A. marmorata with long life and long migrate distance could have a strong population genetic structure. Genetic diversity within and between populations provides a potential genetic resource for future adaptation and can be vital for the fitness of a population (Xu et al. 2012). It is mainly explained by several historical and contemporary processes, such as genetic drift, effective migration, natural selection, fragmentation, and range expansion (Slatkin 1985). Earlier works have analyzed eel population genetics-based mainly on allozymes (Pantelouris et al. 1970, 1971) and demonstrated genetic differentiation between geographical locations. The genetic structure of A. marmorata was later reassessed based on the region of the Cyt b (Fahmi et al. 2015), mitochondrial (mt) DNA (Ishikawa et al. 2004), mitochondria control region (mtCR) (Donovan et al. 2012) and 16S rRNA genes (Gagnaire et al. 2009). COI gene barcode region exhibited a credible population-based diversity that exceeded that obtained with sequencing the mitochondrial Cytb gene, showing a percentage of haplotypes from the total sequences equaling 45% for COI, versus 15% for Cytb (El-Nabi et al. 2017). For the first time in Viet Nam, we could identify the level of genetic diversity of A. marmorata based on COI markers basic. Results of the COI gene showed high levels of haplotype diversity (h = 0.7556–0.9000) and low levels of nucleotide diversity (π = 0.00161–0.00242). 17 haplotypes were identified in the 48 samples analyzed (35.42%). It is a similar trend with some other researchers on Anguilla species. In A. marmorata, Famil et al were found 44 haplotypes, h = 0.937 ± 0.013 and π = 0.861 ± 0.002 (%) in Indonesia base on analyzed the Cyt b gene (Fahmi et al. 2015) and 14 haplotypes, nucleotide diversity (p = 2.156%) and haplotype diversity (h = 0.780) from mtCR sequences in Pohnpei and Kosrae (Donovan et al. 2012). On another hand, 129 haplotypes were also identified with h = 0.92–1.00 and π = 0.13–1.06% for 6 other species of tropical eels (A. interior, A. nebulosi nebulosi, A. bicolor pacific, A. bicolor bicolor, A. celebesensis, A. borneensis) in Indonesia determined by Famil et al. (2015). El-Nabi et al (2017) found 44 segregating nucleotide sites, 33 haplotypes, haplotype diversity (h = 0.94), and nucleotide diversity (π = 0.008) when analyzed the COI of A. anguilla with 525 nucleotides in length (El-Nabi et al. 2017).

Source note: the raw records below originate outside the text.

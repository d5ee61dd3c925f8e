//! Types exchanged with external collaborators.

use std::fmt;
use std::path::PathBuf;
use std::str::FromStr;

use serde::{Deserialize, Serialize};

/// Recipe payload produced by the generator (schema.org Recipe JSON).
pub type RecipePayload = serde_json::Value;

/// Video fetched from a social platform.
#[derive(Debug, Clone, PartialEq, Eq)]
pub struct FetchedMedia {
    /// Platform media identifier, used to key caches.
    pub media_id: String,
    /// Local path of the downloaded video.
    pub path: PathBuf,
    pub title: String,
    pub description: String,
}

/// Candidate dish images extracted from a video.
#[derive(Debug, Clone, Default, PartialEq, Eq)]
pub struct ImageCandidates {
    pub paths: Vec<PathBuf>,
    /// Index into `paths` of the automatically selected image.
    pub best_index: usize,
}

impl ImageCandidates {
    pub fn empty() -> Self {
        Self::default()
    }

    pub fn is_empty(&self) -> bool {
        self.paths.is_empty()
    }

    /// The automatically selected image, if any.
    pub fn best(&self) -> Option<&PathBuf> {
        self.paths.get(self.best_index)
    }
}

/// Recipe manager a recipe can be uploaded to.
#[derive(Debug, Clone, Copy, PartialEq, Eq, Hash, Serialize, Deserialize)]
#[serde(rename_all = "snake_case")]
pub enum ExportTarget {
    Tandoor,
    Mealie,
}

impl ExportTarget {
    pub fn as_str(&self) -> &'static str {
        match self {
            ExportTarget::Tandoor => "tandoor",
            ExportTarget::Mealie => "mealie",
        }
    }
}

impl fmt::Display for ExportTarget {
    fn fmt(&self, f: &mut fmt::Formatter<'_>) -> fmt::Result {
        f.write_str(self.as_str())
    }
}

impl FromStr for ExportTarget {
    type Err = String;

    fn from_str(s: &str) -> Result<Self, Self::Err> {
        match s {
            "tandoor" => Ok(ExportTarget::Tandoor),
            "mealie" => Ok(ExportTarget::Mealie),
            other => Err(format!("unknown export target: {}", other)),
        }
    }
}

Researchers often use Fst to assess gene flow, a higher Fst value indicates a lower level of gene flow (Nm) and higher genetic differentiation among populations (Hedrick 2005). Fst reflects the level of inbreeding within populations (Wright 1984) or the extent to which populations are differentiated (Hartl and Clark 2007). The presence of genetic structure is an outcome of limited gene flow and a high level of genetic drift within each reproductively isolated group. Fst values below 0.05 indicate negligible genetic differentiation, whereas values greater than 0.25 indicate high genetic differentiation within the analyzed population (Weir 1996). Fst values of A. marmorata in TTHue, Viet Nam were significant but weak (Fst = -0.073–0.003; p < 0.05) lower than that was found for A. anguilla populations in Egypt and worldwide (Fst = 0–0.04) (El-Nabi et al. 2017) and high Nm values were detected among the populations. This may be because primitive and highly conservative of the COI gene in this species. However, DTR and ND showed high and significant Fst values (Fst = 0.073, p > 0.05); this indicated a high degree of genetic differentiation among 2 populations, which endorsed a signal of isolation due to distance. Populations may be divided by major geographic barriers such as land barriers and oceanographic patterns.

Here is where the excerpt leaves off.